Assigned task |
Only one stretch of the data is wanted: the line containing "use std::path::PathBuf;", the line containing "const MACHINE_VOLUMES_DIR: &str", and every line between them, copied exactly.

Data extracts |

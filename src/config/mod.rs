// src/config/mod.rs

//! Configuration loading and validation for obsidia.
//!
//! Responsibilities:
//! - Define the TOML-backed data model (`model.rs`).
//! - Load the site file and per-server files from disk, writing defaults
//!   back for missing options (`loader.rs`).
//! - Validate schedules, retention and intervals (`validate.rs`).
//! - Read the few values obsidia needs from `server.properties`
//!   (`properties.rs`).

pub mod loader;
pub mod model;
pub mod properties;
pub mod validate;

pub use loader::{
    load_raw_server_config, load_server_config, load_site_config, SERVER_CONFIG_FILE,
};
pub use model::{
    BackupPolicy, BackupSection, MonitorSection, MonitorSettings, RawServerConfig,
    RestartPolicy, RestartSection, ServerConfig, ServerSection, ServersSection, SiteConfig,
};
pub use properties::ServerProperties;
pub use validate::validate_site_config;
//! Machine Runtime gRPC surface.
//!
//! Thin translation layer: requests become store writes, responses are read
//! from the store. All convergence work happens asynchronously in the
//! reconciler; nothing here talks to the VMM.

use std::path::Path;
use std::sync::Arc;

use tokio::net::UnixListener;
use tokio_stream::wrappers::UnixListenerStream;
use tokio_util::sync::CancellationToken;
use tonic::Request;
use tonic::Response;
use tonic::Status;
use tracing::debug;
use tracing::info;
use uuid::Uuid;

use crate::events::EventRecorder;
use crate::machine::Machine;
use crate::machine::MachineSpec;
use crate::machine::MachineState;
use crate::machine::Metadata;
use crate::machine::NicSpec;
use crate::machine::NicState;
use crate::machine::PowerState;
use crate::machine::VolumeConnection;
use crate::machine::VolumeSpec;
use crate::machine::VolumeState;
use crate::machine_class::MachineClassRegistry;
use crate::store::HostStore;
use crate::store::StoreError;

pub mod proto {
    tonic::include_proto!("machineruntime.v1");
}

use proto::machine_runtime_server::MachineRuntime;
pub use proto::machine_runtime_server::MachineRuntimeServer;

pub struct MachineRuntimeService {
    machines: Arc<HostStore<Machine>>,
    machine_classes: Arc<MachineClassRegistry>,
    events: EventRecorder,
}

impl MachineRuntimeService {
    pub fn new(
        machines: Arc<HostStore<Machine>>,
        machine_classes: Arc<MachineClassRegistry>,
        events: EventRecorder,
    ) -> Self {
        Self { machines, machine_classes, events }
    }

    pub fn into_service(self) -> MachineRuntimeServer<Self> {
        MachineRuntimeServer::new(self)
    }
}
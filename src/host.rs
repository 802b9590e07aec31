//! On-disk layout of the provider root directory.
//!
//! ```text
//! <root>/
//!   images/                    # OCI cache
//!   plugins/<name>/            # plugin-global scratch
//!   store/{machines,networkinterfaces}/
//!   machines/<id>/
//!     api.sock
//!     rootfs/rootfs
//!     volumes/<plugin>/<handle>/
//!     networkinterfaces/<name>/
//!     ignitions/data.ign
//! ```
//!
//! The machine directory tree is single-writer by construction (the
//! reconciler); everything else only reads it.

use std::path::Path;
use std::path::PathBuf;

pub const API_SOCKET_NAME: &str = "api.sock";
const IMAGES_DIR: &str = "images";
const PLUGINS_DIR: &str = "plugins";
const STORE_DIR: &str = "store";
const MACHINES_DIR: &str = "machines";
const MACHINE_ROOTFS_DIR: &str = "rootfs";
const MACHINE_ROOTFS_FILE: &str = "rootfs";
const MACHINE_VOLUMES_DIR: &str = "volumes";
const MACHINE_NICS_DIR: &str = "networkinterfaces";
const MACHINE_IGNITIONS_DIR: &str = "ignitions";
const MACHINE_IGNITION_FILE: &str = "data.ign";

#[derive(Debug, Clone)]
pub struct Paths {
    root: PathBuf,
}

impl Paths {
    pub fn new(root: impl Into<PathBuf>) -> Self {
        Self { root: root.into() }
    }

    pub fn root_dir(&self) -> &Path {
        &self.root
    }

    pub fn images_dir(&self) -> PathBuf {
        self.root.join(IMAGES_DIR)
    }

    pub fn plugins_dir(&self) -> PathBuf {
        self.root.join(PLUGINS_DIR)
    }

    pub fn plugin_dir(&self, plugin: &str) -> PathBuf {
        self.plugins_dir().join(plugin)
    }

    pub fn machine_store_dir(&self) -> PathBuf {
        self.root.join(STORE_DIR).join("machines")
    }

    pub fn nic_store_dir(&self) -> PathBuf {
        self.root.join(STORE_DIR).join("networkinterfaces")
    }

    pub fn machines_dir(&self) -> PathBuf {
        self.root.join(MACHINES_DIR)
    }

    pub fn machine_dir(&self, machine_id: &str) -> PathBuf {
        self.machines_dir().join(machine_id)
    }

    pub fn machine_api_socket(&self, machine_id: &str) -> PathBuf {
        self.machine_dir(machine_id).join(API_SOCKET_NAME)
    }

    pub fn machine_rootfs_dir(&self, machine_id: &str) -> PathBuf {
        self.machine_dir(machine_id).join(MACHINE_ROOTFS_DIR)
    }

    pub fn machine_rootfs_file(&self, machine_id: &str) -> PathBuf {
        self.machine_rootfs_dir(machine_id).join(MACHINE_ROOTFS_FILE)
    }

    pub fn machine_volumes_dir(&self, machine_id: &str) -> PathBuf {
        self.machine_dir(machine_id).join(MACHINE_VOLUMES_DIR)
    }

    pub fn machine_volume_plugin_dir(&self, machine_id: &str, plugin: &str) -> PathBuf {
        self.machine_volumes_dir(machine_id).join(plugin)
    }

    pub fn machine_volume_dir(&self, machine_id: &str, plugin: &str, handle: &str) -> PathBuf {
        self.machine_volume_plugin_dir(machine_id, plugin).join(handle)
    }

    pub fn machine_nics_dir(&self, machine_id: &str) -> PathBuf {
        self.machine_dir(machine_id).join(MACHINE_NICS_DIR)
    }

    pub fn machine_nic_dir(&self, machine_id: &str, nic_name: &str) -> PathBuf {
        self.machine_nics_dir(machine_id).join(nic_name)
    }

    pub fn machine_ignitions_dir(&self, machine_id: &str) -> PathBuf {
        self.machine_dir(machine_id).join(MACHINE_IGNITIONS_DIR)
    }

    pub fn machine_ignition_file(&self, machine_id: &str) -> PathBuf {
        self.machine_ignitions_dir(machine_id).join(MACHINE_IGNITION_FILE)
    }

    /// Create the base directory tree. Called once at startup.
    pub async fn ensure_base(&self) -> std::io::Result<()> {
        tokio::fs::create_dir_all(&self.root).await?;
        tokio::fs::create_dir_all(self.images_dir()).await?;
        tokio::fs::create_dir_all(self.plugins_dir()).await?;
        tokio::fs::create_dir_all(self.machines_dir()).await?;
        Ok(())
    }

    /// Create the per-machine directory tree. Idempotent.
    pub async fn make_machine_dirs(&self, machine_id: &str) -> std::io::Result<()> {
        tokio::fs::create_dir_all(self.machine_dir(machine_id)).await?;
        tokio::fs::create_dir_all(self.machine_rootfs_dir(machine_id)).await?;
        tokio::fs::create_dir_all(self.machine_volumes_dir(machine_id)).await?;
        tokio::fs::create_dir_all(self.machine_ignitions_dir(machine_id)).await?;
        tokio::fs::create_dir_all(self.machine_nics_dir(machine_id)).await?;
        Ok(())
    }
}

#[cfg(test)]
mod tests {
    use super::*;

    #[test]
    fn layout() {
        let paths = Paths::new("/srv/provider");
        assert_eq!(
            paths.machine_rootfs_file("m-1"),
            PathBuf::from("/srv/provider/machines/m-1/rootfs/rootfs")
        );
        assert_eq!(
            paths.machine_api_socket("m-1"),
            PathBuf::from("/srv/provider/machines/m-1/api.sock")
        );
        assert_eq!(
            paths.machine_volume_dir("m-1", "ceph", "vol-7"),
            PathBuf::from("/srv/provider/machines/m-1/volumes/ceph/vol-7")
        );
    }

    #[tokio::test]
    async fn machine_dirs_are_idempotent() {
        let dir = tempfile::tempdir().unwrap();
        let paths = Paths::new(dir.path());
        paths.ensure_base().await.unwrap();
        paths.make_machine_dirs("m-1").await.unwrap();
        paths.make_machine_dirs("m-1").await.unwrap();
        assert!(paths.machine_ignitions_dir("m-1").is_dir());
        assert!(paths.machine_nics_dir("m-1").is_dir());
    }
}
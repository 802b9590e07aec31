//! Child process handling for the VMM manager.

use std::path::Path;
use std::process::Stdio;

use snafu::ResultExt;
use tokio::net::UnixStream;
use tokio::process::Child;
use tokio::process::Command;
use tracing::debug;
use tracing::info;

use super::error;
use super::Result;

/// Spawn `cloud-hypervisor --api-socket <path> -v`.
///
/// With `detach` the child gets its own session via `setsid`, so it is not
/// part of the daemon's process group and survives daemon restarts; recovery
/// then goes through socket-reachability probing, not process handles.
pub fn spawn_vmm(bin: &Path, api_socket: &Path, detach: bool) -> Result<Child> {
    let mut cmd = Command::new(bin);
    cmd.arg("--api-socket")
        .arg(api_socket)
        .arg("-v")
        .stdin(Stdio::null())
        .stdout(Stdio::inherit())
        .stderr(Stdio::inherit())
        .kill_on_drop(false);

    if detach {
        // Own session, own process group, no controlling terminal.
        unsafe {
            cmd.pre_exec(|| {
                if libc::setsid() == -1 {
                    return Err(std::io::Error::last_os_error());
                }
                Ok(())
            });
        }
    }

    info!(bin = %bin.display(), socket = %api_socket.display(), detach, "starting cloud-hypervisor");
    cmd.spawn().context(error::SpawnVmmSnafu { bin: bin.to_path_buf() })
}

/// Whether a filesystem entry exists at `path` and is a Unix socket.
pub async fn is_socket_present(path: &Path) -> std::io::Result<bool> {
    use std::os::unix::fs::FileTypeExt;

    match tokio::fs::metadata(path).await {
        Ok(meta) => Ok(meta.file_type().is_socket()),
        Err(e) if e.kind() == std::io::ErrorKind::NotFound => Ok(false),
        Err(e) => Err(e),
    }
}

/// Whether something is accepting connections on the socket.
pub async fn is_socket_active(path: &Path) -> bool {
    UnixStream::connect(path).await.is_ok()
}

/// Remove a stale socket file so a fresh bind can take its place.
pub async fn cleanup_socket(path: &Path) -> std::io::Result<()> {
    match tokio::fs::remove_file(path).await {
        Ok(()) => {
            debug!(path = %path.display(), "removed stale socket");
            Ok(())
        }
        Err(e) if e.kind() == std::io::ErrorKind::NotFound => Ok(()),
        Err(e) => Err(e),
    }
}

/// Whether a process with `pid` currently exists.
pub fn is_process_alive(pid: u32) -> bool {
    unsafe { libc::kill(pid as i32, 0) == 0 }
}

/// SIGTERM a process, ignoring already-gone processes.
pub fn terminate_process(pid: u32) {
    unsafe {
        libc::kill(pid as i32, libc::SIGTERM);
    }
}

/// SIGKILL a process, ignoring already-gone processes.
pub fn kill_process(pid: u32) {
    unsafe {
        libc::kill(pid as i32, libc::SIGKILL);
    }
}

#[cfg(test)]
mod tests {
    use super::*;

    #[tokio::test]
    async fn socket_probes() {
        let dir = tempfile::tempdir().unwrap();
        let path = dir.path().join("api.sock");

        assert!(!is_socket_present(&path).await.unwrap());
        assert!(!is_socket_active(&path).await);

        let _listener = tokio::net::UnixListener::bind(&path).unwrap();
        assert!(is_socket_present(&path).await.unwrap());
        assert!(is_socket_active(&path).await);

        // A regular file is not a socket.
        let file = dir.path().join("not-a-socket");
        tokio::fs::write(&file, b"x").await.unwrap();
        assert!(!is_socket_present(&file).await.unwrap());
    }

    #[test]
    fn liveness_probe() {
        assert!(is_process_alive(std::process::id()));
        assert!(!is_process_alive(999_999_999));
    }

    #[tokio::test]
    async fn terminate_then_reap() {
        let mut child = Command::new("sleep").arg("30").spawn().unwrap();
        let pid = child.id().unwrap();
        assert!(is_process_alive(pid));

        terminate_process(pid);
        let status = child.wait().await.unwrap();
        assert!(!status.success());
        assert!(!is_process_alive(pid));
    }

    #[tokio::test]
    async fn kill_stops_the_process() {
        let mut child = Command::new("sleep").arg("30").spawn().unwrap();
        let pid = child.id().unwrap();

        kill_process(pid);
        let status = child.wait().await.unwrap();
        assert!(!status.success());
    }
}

Reply to the exercise |
use std::path::PathBuf;

pub const API_SOCKET_NAME: &str = "api.sock";
const IMAGES_DIR: &str = "images";
const PLUGINS_DIR: &str = "plugins";
const STORE_DIR: &str = "store";
const MACHINES_DIR: &str = "machines";
const MACHINE_ROOTFS_DIR: &str = "rootfs";
const MACHINE_ROOTFS_FILE: &str = "rootfs";
const MACHINE_VOLUMES_DIR: &str = "volumes";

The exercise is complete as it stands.